Perché nelle versioni innocentiste o colpevoliste passa in gran carriera il fatto che le verità siano spezzate in due quando ancora sono confuse perfino per chi le vive. Il pubblico esige un colpevole, da una parte e dall’altra. Dunque quel colpevole diventa la vittima o il carnefice o perfino la sua ex. Si volesse seriamente capire si indagherebbe quella cultura della quale entrambi, evidentemente, si nutrivano e si nutrono, e mentre c’è chi vuole lui impiccato e lei canonizzata, finisce che nessuno mette in discussione la cultura che sarà veicolata altre mille volte e che diventerà motivo di altri, tanti, delitti.

Catarsi vuole che lui sia reputato responsabile di questa mostruosità, e picchiare a sangue una donna comunque è una responsabilità individuale perché gli individui possono sempre scegliere e se scelgono di farti del male non esiste alcuna giustificazione che possa renderti più gradito al mondo. Ma archiviato lui resta intatta quella cultura, la vedi per le strade, ne leggerai e sentirai parlare mille volte, ci saranno tanti ancora che compreranno mille regalini e dunque rivendicheranno l’appartenenza di ogni persona toccata dalla propria “generosità”. Ci saranno anche tante ragazze che si sentiranno gratificate o partecipi alla relazione con questo genere di macho che si affatica a mostrare che può permettersi tutto e non deve chiedere mai, colui che non sa gestire in definitiva quei rapporti che pure ha costruito sull’acquisto. Quella cultura, dunque, non la combatti né con le aggravanti legislative né con tutte le formule repressive di cui parlano i ministri.

Non sto giudicando la storia perché non ne so niente, so per esperienza che quel che scrivono i giornali non sempre è vero, e sto commentando la notizia così per come è data. E’ comunque un gran bel caso che frutta tanti incassi alle testate giornalistiche locali. Peccato che sul nazionale passi meno (“peccato” è ironico) perché al momento la notizia è per i ghanesi. Fosse stato un ghanese, lui, la storia sarebbe in prima pagina. Invece no.

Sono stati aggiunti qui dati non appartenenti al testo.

use std::fmt;
use std::time::Duration;

use super::outcome::{RuleFailure, RuleOutcome};

/// Result of running a batch of rules against one statement.
///
/// Outcomes and failures each keep the order the rules were given in.
#[derive(Debug, Clone)]
#[must_use]
pub struct GroupReport {
    group: Option<String>,
    outcomes: Vec<RuleOutcome>,
    failures: Vec<RuleFailure>,
    duration: Duration,
}

impl GroupReport {
    pub(crate) fn new(
        group: Option<String>,
        outcomes: Vec<RuleOutcome>,
        failures: Vec<RuleFailure>,
        duration: Duration,
    ) -> Self {
        Self {
            group,
            outcomes,
            failures,
            duration,
        }
    }

    /// The catalog group, when the batch came from [`RuleRunner::run_group`](crate::RuleRunner::run_group).
    #[must_use]
    pub fn group(&self) -> Option<&str> {
        self.group.as_deref()
    }

    #[must_use]
    pub fn outcomes(&self) -> &[RuleOutcome] {
        &self.outcomes
    }

    #[must_use]
    pub fn failures(&self) -> &[RuleFailure] {
        &self.failures
    }

    /// Outcomes whose rule was violated.
    pub fn violations(&self) -> impl Iterator<Item = &RuleOutcome> {
        self.outcomes.iter().filter(|o| o.violated())
    }

    /// Violations of blocking rules.
    pub fn blocking_violations(&self) -> impl Iterator<Item = &RuleOutcome> {
        self.outcomes.iter().filter(|o| o.blocks())
    }

    /// Whether any blocking rule was violated.
    #[must_use]
    pub fn is_blocked(&self) -> bool {
        self.outcomes.iter().any(RuleOutcome::blocks)
    }

    /// Look up the outcome for a rule by name.
    #[must_use]
    pub fn outcome(&self, rule_name: &str) -> Option<&RuleOutcome> {
        self.outcomes.iter().find(|o| o.rule_name() == rule_name)
    }

    /// Wall-clock time spent in the batch.
    #[must_use]
    pub fn duration(&self) -> Duration {
        self.duration
    }
}

impl fmt::Display for GroupReport {
    fn fmt(&self, f: &mut fmt::Formatter<'_>) -> fmt::Result {
        write!(f, "group: {}", self.group.as_deref().unwrap_or("-"))?;
        let violated: Vec<&str> = self.violations().map(RuleOutcome::rule_name).collect();
        write!(f, ", violated: [{}]", violated.join(", "))?;
        write!(f, ", failed: {}", self.failures.len())?;
        write!(f, ", duration: {:?}", self.duration)?;
        Ok(())
    }
}

#[cfg(test)]
mod tests {
    use super::*;
    use crate::{DecodeError, WarnLevel};

    fn report() -> GroupReport {
        GroupReport::new(
            Some("CommandRule".into()),
            vec![
                RuleOutcome::new("HighRiskCommandRule", "", WarnLevel::Advisory, true),
                RuleOutcome::new("BanCommandRule", "", WarnLevel::Blocking, false),
            ],
            vec![RuleFailure::new(
                "Broken",
                DecodeError::UnrecognizedType("float".into()).into(),
            )],
            Duration::from_nanos(500),
        )
    }

    #[test]
    fn report_accessors() {
        let r = report();
        assert_eq!(r.group(), Some("CommandRule"));
        assert_eq!(r.outcomes().len(), 2);
        assert_eq!(r.failures().len(), 1);
        assert_eq!(r.violations().count(), 1);
        assert_eq!(r.blocking_violations().count(), 0);
        assert!(!r.is_blocked());
        assert!(r.outcome("BanCommandRule").is_some());
        assert!(r.outcome("Missing").is_none());
        assert_eq!(r.duration(), Duration::from_nanos(500));
    }

    #[test]
    fn report_display() {
        let s = report().to_string();
        assert!(s.contains("group: CommandRule"));
        assert!(s.contains("violated: [HighRiskCommandRule]"));
        assert!(s.contains("failed: 1"));
    }

    #[test]
    fn blocked_when_blocking_rule_violated() {
        let r = GroupReport::new(
            None,
            vec![RuleOutcome::new("BanCommandRule", "", WarnLevel::Blocking, true)],
            vec![],
            Duration::ZERO,
        );
        assert!(r.is_blocked());
        assert!(r.to_string().contains("group: -"));
    }
}
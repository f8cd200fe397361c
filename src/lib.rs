//! Typed syntax-rule catalog and expression evaluator for SQL linting.
//!
//! Rules pair a small boolean expression over `Val` (what the SQL analyzer
//! found) and `Item` (the rule's reference value) with a warn level. The
//! runner decodes and compiles each rule once and evaluates it per statement.
//!
//! ```
//! use sqlrule::{compile_with_item, TypedValue};
//!
//! let banned = TypedValue::set(["truncate", "kill"]);
//! let expr = compile_with_item("Val in Item", banned).unwrap();
//! assert_eq!(expr.evaluate(&"truncate".into()), Ok(true));
//! ```

mod catalog;
mod compile;
mod error;
mod evaluate;
pub mod parse;
mod runner;
mod seed;
#[cfg(feature = "binary-cache")]
mod serial;
mod types;

pub use catalog::{CatalogError, MemoryCatalog, RuleCatalog, UpsertOutcome};
pub use compile::{compile, compile_with_item};
pub use error::SqlRuleError;
pub use runner::{RuleRunner, RunnerError};
pub use seed::{default_rules, seed, SeedReport};
#[cfg(feature = "binary-cache")]
pub use serial::{DeserializeError, SerializeError};
pub use types::{
    item, val, CompileError, CompiledExpression, DecodeError, EvalError, Expr, GroupReport,
    ItemType, Operand, Operator, RuleError, RuleFailure, RuleOutcome, StatementValues, SyntaxRule,
    TypedValue, ValueSource, WarnLevel,
};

2 pensieri su “Violenza e cultura dell’appartenenza”

  1. bisogna distinguere appartenersi reciprocamente non implica i calci nella milza..quello non è amore, non c’entra nulla.
    E fare dei regali alla persona amata non vuol dire per forza comprarla nè è prova provata di persona violenta. Questo qua forse pensava di avera comprata ma non è detto che tutti quelli che regalano fiori siano come questo qua..anzi so per certo che non è così

  2. ciao, io ho dei dubbi lessicali, non per fare il rompino, ma perché mi pare che il termine sessismo venga esteso in maniera un po’ variabile. Quindi non ho capito perché hai definito le attenuanti culturali sessiste.